▶ **Problem requirements**
Copy every line of the records below that holds the word "with".

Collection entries
"""
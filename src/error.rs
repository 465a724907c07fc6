// Copyright (c) 2025-2026 naskel.com
// SPDX-License-Identifier: Apache-2.0 OR MIT

//! Crate-wide error type.
//!
//! Mirrors this codebase's usual shape for error enums: a flat `enum`, a
//! hand-written `Display` impl, a blanket `std::error::Error` impl, and
//! `From` conversions for the I/O errors that bubble up from sockets.

use std::fmt;
use std::io;

/// Result alias used throughout the crate.
pub type Result<T> = std::result::Result<T, Error>;

/// Errors produced by o2lite operations.
#[derive(Debug)]
pub enum Error {
    /// Failed to create or bind a required socket during initialization.
    BindFailed(String),
    /// A socket-level I/O error (connect, send, recv).
    Io(io::Error),
    /// The wire decoder could not parse an inbound message.
    Parse(String),
    /// The wire encoder was asked to build a message it cannot represent.
    Encode(String),
    /// A service name or other configuration value violates a hard limit.
    Config(String),
    /// A discovered candidate's TXT record did not match the O2 process-name format.
    InvalidProcName(String),
    /// Endpoint has no active bridge (TCP connection) for an operation that requires one.
    NotConnected,
    /// The discovery backend failed to start or restart.
    Discovery(String),
}

impl fmt::Display for Error {
    fn fmt(&self, f: &mut fmt::Formatter<'_>) -> fmt::Result {
        match self {
            Error::BindFailed(reason) => write!(f, "bind failed: {reason}"),
            Error::Io(e) => write!(f, "io error: {e}"),
            Error::Parse(reason) => write!(f, "parse error: {reason}"),
            Error::Encode(reason) => write!(f, "encode error: {reason}"),
            Error::Config(reason) => write!(f, "configuration error: {reason}"),
            Error::InvalidProcName(name) => write!(f, "invalid o2 process name: {name}"),
            Error::NotConnected => write!(f, "endpoint has no bridge connection"),
            Error::Discovery(reason) => write!(f, "discovery error: {reason}"),
        }
    }
}

impl std::error::Error for Error {}

impl From<io::Error> for Error {
    fn from(e: io::Error) -> Self {
        Error::Io(e)
    }
}
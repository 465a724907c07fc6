// Copyright (c) 2025-2026 naskel.com
// SPDX-License-Identifier: Apache-2.0 OR MIT

//! O2 binary message encoder/decoder.
//!
//! Wire layout (big-endian throughout):
//!
//! ```text
//! offset  field            size   notes
//! 0       length           4      excludes this field (TCP framing only)
//! 4       flags            4      low bit = TCP(1)/UDP(0)
//! 8       timestamp        8      IEEE 754 double
//! 16      address          var    NUL-terminated, NUL-padded to 4
//! ..      ',' + typespec   var    NUL-terminated, NUL-padded to 4
//! ..      payload          var    one field per type code
//! ```
//!
//! The encoder always builds the length-prefixed form above; [`Encoder::udp_payload`]
//! strips the 4-byte length field for UDP sends, and the decoder always operates on
//! that length-stripped form (which is also what a UDP socket naturally delivers, and
//! what TCP framing delivers once the length prefix has been consumed to know how much
//! to read). So, from the decoder's point of view, flags start at offset 0.

use crate::error::{Error, Result};
use crate::wire::cursor::{Cursor, CursorMut};

/// Which transport a message is destined for / arrived on.
#[derive(Debug, Clone, Copy, PartialEq, Eq)]
pub enum Transport {
    Udp,
    Tcp,
}

impl Transport {
    fn flag(self) -> u32 {
        match self {
            Transport::Udp => 0,
            Transport::Tcp => 1,
        }
    }
}

const HEADER_BEFORE_ADDRESS: usize = 16; // length(4) + flags(4) + timestamp(8)

/// Builds one outbound message into a reusable buffer.
///
/// A single `Encoder` is meant to be reused across sends: `start()` resets it.
/// An overflow on any `add_*` call sets a sticky error flag (mirroring the O2
/// wire encoder's "silently drop on overflow" contract) rather than unwinding;
/// callers that want the normal `?`-propagating behavior can still do so, since
/// every `add_*` also returns an `Err`.
pub struct Encoder {
    buf: Vec<u8>,
    offset: usize,
    typespec: String,
    type_idx: usize,
    error: bool,
    transport: Transport,
}

impl Encoder {
    pub fn new(capacity: usize) -> Self {
        Self {
            buf: vec![0u8; capacity],
            offset: 0,
            typespec: String::new(),
            type_idx: 0,
            error: false,
            transport: Transport::Udp,
        }
    }

    /// Reset the buffer and write the message header (flags, timestamp,
    /// address, typespec). Must be called before any `add_*`.
    pub fn start(
        &mut self,
        address: &str,
        timestamp: f64,
        typespec: &str,
        transport: Transport,
    ) -> Result<()> {
        self.offset = 0;
        self.error = false;
        self.typespec = typespec.to_string();
        self.type_idx = 0;
        self.transport = transport;

        let mut w = CursorMut::new(&mut self.buf);
        w.set_offset(4); // leave room for the length field, patched in `frame()`
        w.write_u32(transport.flag())?;
        w.write_f64(timestamp)?;
        w.write_cstring(address)?;
        w.write_bytes(b",")?;
        w.write_cstring(typespec)?;
        self.offset = w.offset();
        Ok(())
    }

    fn expect_code(&mut self, want: char) -> Result<()> {
        let actual = self.typespec.as_bytes().get(self.type_idx).copied();
        if actual == Some(want as u8) {
            self.type_idx += 1;
            Ok(())
        } else {
            self.error = true;
            Err(Error::Encode(format!(
                "typespec '{}' expected '{}' at position {}",
                self.typespec, want, self.type_idx
            )))
        }
    }

    fn write(&mut self, f: impl FnOnce(&mut CursorMut) -> Result<()>) -> Result<()> {
        let mut w = CursorMut::new(&mut self.buf);
        w.set_offset(self.offset);
        let res = f(&mut w);
        self.offset = w.offset();
        if res.is_err() {
            self.error = true;
        }
        res
    }

    pub fn add_i32(&mut self, v: i32) -> Result<()> {
        self.expect_code('i')?;
        self.write(|w| w.write_i32(v))
    }

    pub fn add_i64(&mut self, v: i64) -> Result<()> {
        self.expect_code('h')?;
        self.write(|w| w.write_i64(v))
    }

    pub fn add_f32(&mut self, v: f32) -> Result<()> {
        self.expect_code('f')?;
        self.write(|w| w.write_f32(v))
    }

    pub fn add_f64(&mut self, v: f64) -> Result<()> {
        self.expect_code('d')?;
        self.write(|w| w.write_f64(v))
    }

    pub fn add_time(&mut self, v: f64) -> Result<()> {
        self.expect_code('t')?;
        self.write(|w| w.write_f64(v))
    }

    pub fn add_bool(&mut self, v: bool) -> Result<()> {
        self.expect_code('B')?;
        self.write(|w| w.write_i32(i32::from(v)))
    }

    pub fn add_string(&mut self, v: &str) -> Result<()> {
        self.expect_code('s')?;
        self.write(|w| w.write_cstring(v))
    }

    pub fn add_blob(&mut self, v: &[u8]) -> Result<()> {
        self.expect_code('b')?;
        self.write(|w| {
            w.write_u32(v.len() as u32)?;
            w.write_bytes(v)?;
            w.pad_to_4()
        })
    }

    /// True once any `add_*` call has overflowed the buffer or mismatched the
    /// declared typespec.
    pub fn has_error(&self) -> bool {
        self.error
    }

    pub fn transport(&self) -> Transport {
        self.transport
    }

    /// Full TCP frame: 4-byte big-endian length prefix followed by the body.
    pub fn tcp_frame(&mut self) -> Result<&[u8]> {
        let body_len = self
            .offset
            .checked_sub(4)
            .ok_or_else(|| Error::Encode("message shorter than header".into()))?;
        let mut w = CursorMut::new(&mut self.buf);
        w.patch_u32_at(0, body_len as u32)?;
        Ok(&self.buf[..self.offset])
    }

    /// Body only, with the 4-byte length prefix stripped, for a UDP send.
    pub fn udp_payload(&self) -> &[u8] {
        &self.buf[4..self.offset]
    }
}

/// Parses one inbound message (length prefix already stripped).
pub struct Decoder<'a> {
    msg: &'a [u8],
    address: &'a str,
    typespec: &'a str,
    cursor: Cursor<'a>,
    type_idx: usize,
    error: bool,
}

impl<'a> Decoder<'a> {
    /// Parse the header (flags, timestamp, address, typespec) of `msg` and
    /// position the payload cursor. `msg` must NOT include the 4-byte TCP
    /// length prefix.
    pub fn start_parse(msg: &'a [u8]) -> Result<Self> {
        if msg.len() < HEADER_BEFORE_ADDRESS - 4 {
            return Err(Error::Parse("message shorter than fixed header".into()));
        }
        let mut header = Cursor::new(msg);
        let _flags = header.read_u32()?;
        let _timestamp = header.read_f64()?;

        let mut addr_cursor = Cursor::at(msg, header.offset());
        let address = addr_cursor.read_cstring()?;

        // The typespec field starts with a literal ',' byte, not a field.
        let comma_offset = addr_cursor.offset();
        if msg.get(comma_offset).copied() != Some(b',') {
            return Err(Error::Parse("typespec missing leading comma".into()));
        }
        let mut ts_cursor = Cursor::at(msg, comma_offset + 1);
        let typespec = ts_cursor.read_cstring()?;

        Ok(Self {
            msg,
            address,
            typespec,
            cursor: Cursor::at(msg, ts_cursor.offset()),
            type_idx: 0,
            error: false,
        })
    }

    pub fn address(&self) -> &'a str {
        self.address
    }

    pub fn typespec(&self) -> &'a str {
        self.typespec
    }

    /// Sticky per-message error flag: set as soon as any `get_*` call fails.
    pub fn has_error(&self) -> bool {
        self.error
    }

    fn expect_code(&mut self, want: char) -> Result<()> {
        let actual = self.typespec.as_bytes().get(self.type_idx).copied();
        if actual == Some(want as u8) {
            self.type_idx += 1;
            Ok(())
        } else {
            self.error = true;
            Err(Error::Parse(format!(
                "typespec '{}' expected '{}' at position {}",
                self.typespec, want, self.type_idx
            )))
        }
    }

    fn read<T>(&mut self, f: impl FnOnce(&mut Cursor<'a>) -> Result<T>) -> Result<T> {
        let res = f(&mut self.cursor);
        if res.is_err() {
            self.error = true;
        }
        res
    }

    pub fn get_int32(&mut self) -> Result<i32> {
        self.expect_code('i')?;
        self.read(Cursor::read_i32)
    }

    pub fn get_int64(&mut self) -> Result<i64> {
        self.expect_code('h')?;
        self.read(Cursor::read_i64)
    }

    pub fn get_float(&mut self) -> Result<f32> {
        self.expect_code('f')?;
        self.read(Cursor::read_f32)
    }

    pub fn get_double(&mut self) -> Result<f64> {
        self.expect_code('d')?;
        self.read(Cursor::read_f64)
    }

    pub fn get_time(&mut self) -> Result<f64> {
        self.expect_code('t')?;
        self.read(Cursor::read_f64)
    }

    pub fn get_bool(&mut self) -> Result<bool> {
        self.expect_code('B')?;
        self.read(Cursor::read_i32).map(|v| v != 0)
    }

    pub fn get_string(&mut self) -> Result<&'a str> {
        self.expect_code('s')?;
        self.read(Cursor::read_cstring)
    }

    pub fn get_blob(&mut self) -> Result<&'a [u8]> {
        self.expect_code('b')?;
        self.read(Cursor::read_blob)
    }

    /// Raw message bytes, for logging/diagnostics only.
    pub fn raw(&self) -> &'a [u8] {
        self.msg
    }
}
"""
▶ **Response to the task**
    /// Body only, with the 4-byte length prefix stripped, for a UDP send.
        // The typespec field starts with a literal ',' byte, not a field.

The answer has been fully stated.